#### Entries provided
- Opening Delimiter -

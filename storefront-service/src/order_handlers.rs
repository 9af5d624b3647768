use axum::{
    extract::{
        rejection::{JsonRejection, QueryRejection},
        Path, Query, State,
    },
    http::StatusCode,
    Json,
};
use bigdecimal::BigDecimal;
use common_auth::AuthContext;
use common_http_errors::{ApiError, ApiResult};
use serde::{Deserialize, Serialize};
use uuid::Uuid;

use crate::app::AppState;
use crate::lifecycle::OrderDraft;
use crate::store::{Order, OrderItem, OrderStatus, PaymentRecord, ShippingDetails};

#[derive(Debug, Deserialize)]
#[serde(rename_all = "camelCase")]
pub struct CreateOrderRequest {
    pub items: Vec<OrderItem>,
    pub total_price: BigDecimal,
    #[serde(default)]
    pub shipping: ShippingDetails,
}

impl From<CreateOrderRequest> for OrderDraft {
    fn from(req: CreateOrderRequest) -> Self {
        OrderDraft { items: req.items, total_price: req.total_price, shipping: req.shipping }
    }
}

#[derive(Debug, Deserialize)]
pub struct OwnerQuery {
    pub email: String,
}

#[derive(Debug, Deserialize)]
#[serde(rename_all = "camelCase")]
pub struct RecordPaymentRequest {
    pub transaction_id: String,
    #[serde(default)]
    pub method: Option<String>,
}

#[derive(Debug, Serialize)]
pub struct OrderView {
    #[serde(flatten)]
    pub order: Order,
    pub status: OrderStatus,
}

impl From<Order> for OrderView {
    fn from(order: Order) -> Self {
        let status = order.status();
        Self { order, status }
    }
}

fn views(orders: Vec<Order>) -> Json<Vec<OrderView>> {
    Json(orders.into_iter().map(OrderView::from).collect())
}

pub(crate) fn parse_order_id(raw: &str) -> ApiResult<Uuid> {
    Uuid::parse_str(raw.trim())
        .map_err(|_| ApiError::bad_request("invalid_order_id", format!("{raw:?} is not a valid order id")))
}

pub async fn create_order(
    State(state): State<AppState>,
    auth: AuthContext,
    payload: Result<Json<CreateOrderRequest>, JsonRejection>,
) -> ApiResult<(StatusCode, Json<OrderView>)> {
    let Json(req) = payload?;
    let order = state.lifecycle.create(&auth, req.into()).await?;
    Ok((StatusCode::CREATED, Json(order.into())))
}

pub async fn list_my_orders(
    State(state): State<AppState>,
    auth: AuthContext,
    query: Result<Query<OwnerQuery>, QueryRejection>,
) -> ApiResult<Json<Vec<OrderView>>> {
    let Query(OwnerQuery { email }) = query?;
    Ok(views(state.lifecycle.list_for_owner(&auth, &email).await?))
}

pub async fn list_all_orders(State(state): State<AppState>, auth: AuthContext) -> ApiResult<Json<Vec<OrderView>>> {
    Ok(views(state.lifecycle.list_all(&auth).await?))
}

pub async fn get_order(
    State(state): State<AppState>,
    auth: AuthContext,
    Path(id): Path<String>,
) -> ApiResult<Json<OrderView>> {
    let id = parse_order_id(&id)?;
    Ok(Json(state.lifecycle.get(&auth, id).await?.into()))
}

pub async fn record_payment(
    State(state): State<AppState>,
    auth: AuthContext,
    Path(id): Path<String>,
    payload: Result<Json<RecordPaymentRequest>, JsonRejection>,
) -> ApiResult<Json<OrderView>> {
    let id = parse_order_id(&id)?;
    let Json(req) = payload?;
    let order = state
        .lifecycle
        .record_payment(&auth, id, &req.transaction_id, req.method)
        .await?;
    Ok(Json(order.into()))
}

pub async fn approve_order(
    State(state): State<AppState>,
    auth: AuthContext,
    Path(id): Path<String>,
) -> ApiResult<Json<OrderView>> {
    let id = parse_order_id(&id)?;
    Ok(Json(state.lifecycle.approve(&auth, id).await?.into()))
}

pub async fn delete_order(
    State(state): State<AppState>,
    auth: AuthContext,
    Path(id): Path<String>,
) -> ApiResult<StatusCode> {
    let id = parse_order_id(&id)?;
    state.lifecycle.delete(&auth, id).await?;
    Ok(StatusCode::NO_CONTENT)
}

pub async fn list_order_payments(
    State(state): State<AppState>,
    auth: AuthContext,
    Path(id): Path<String>,
) -> ApiResult<Json<Vec<PaymentRecord>>> {
    let id = parse_order_id(&id)?;
    Ok(Json(state.lifecycle.payments_for(&auth, id).await?))
}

- Closing Delimiter -

#### Work to be completed
Extract the data in full. Keep it word for word.

#### Written solution
filename storefront-service/src/order_handlers.rs
repository 9af5d624b3647768
use axum::{
    extract::{
        rejection::{JsonRejection, QueryRejection},
        Path, Query, State,
    },
    http::StatusCode,
    Json,
};
use bigdecimal::BigDecimal;
use common_auth::AuthContext;
use common_http_errors::{ApiError, ApiResult};
use serde::{Deserialize, Serialize};
use uuid::Uuid;

use crate::app::AppState;
use crate::lifecycle::OrderDraft;
use crate::store::{Order, OrderItem, OrderStatus, PaymentRecord, ShippingDetails};

#[derive(Debug, Deserialize)]
#[serde(rename_all = "camelCase")]
pub struct CreateOrderRequest {
    pub items: Vec<OrderItem>,
    pub total_price: BigDecimal,
    #[serde(default)]
    pub shipping: ShippingDetails,
}

impl From<CreateOrderRequest> for OrderDraft {
    fn from(req: CreateOrderRequest) -> Self {
        OrderDraft { items: req.items, total_price: req.total_price, shipping: req.shipping }
    }
}

#[derive(Debug, Deserialize)]
pub struct OwnerQuery {
    pub email: String,
}

#[derive(Debug, Deserialize)]
#[serde(rename_all = "camelCase")]
pub struct RecordPaymentRequest {
    pub transaction_id: String,
    #[serde(default)]
    pub method: Option<String>,
}

#[derive(Debug, Serialize)]
pub struct OrderView {
    #[serde(flatten)]
    pub order: Order,
    pub status: OrderStatus,
}

impl From<Order> for OrderView {
    fn from(order: Order) -> Self {
        let status = order.status();
        Self { order, status }
    }
}

fn views(orders: Vec<Order>) -> Json<Vec<OrderView>> {
    Json(orders.into_iter().map(OrderView::from).collect())
}

pub(crate) fn parse_order_id(raw: &str) -> ApiResult<Uuid> {
    Uuid::parse_str(raw.trim())
        .map_err(|_| ApiError::bad_request("invalid_order_id", format!("{raw:?} is not a valid order id")))
}

pub async fn create_order(
    State(state): State<AppState>,
    auth: AuthContext,
    payload: Result<Json<CreateOrderRequest>, JsonRejection>,
) -> ApiResult<(StatusCode, Json<OrderView>)> {
    let Json(req) = payload?;
    let order = state.lifecycle.create(&auth, req.into()).await?;
    Ok((StatusCode::CREATED, Json(order.into())))
}

pub async fn list_my_orders(
    State(state): State<AppState>,
    auth: AuthContext,
    query: Result<Query<OwnerQuery>, QueryRejection>,
) -> ApiResult<Json<Vec<OrderView>>> {
    let Query(OwnerQuery { email }) = query?;
    Ok(views(state.lifecycle.list_for_owner(&auth, &email).await?))
}

pub async fn list_all_orders(State(state): State<AppState>, auth: AuthContext) -> ApiResult<Json<Vec<OrderView>>> {
    Ok(views(state.lifecycle.list_all(&auth).await?))
}

pub async fn get_order(
    State(state): State<AppState>,
    auth: AuthContext,
    Path(id): Path<String>,
) -> ApiResult<Json<OrderView>> {
    let id = parse_order_id(&id)?;
    Ok(Json(state.lifecycle.get(&auth, id).await?.into()))
}

pub async fn record_payment(
    State(state): State<AppState>,
    auth: AuthContext,
    Path(id): Path<String>,
    payload: Result<Json<RecordPaymentRequest>, JsonRejection>,
) -> ApiResult<Json<OrderView>> {
    let id = parse_order_id(&id)?;
    let Json(req) = payload?;
    let order = state
        .lifecycle
        .record_payment(&auth, id, &req.transaction_id, req.method)
        .await?;
    Ok(Json(order.into()))
}

pub async fn approve_order(
    State(state): State<AppState>,
    auth: AuthContext,
    Path(id): Path<String>,
) -> ApiResult<Json<OrderView>> {
    let id = parse_order_id(&id)?;
    Ok(Json(state.lifecycle.approve(&auth, id).await?.into()))
}

pub async fn delete_order(
    State(state): State<AppState>,
    auth: AuthContext,
    Path(id): Path<String>,
) -> ApiResult<StatusCode> {
    let id = parse_order_id(&id)?;
    state.lifecycle.delete(&auth, id).await?;
    Ok(StatusCode::NO_CONTENT)
}

pub async fn list_order_payments(
    State(state): State<AppState>,
    auth: AuthContext,
    Path(id): Path<String>,
) -> ApiResult<Json<Vec<PaymentRecord>>> {
    let id = parse_order_id(&id)?;
    Ok(Json(state.lifecycle.payments_for(&auth, id).await?))
}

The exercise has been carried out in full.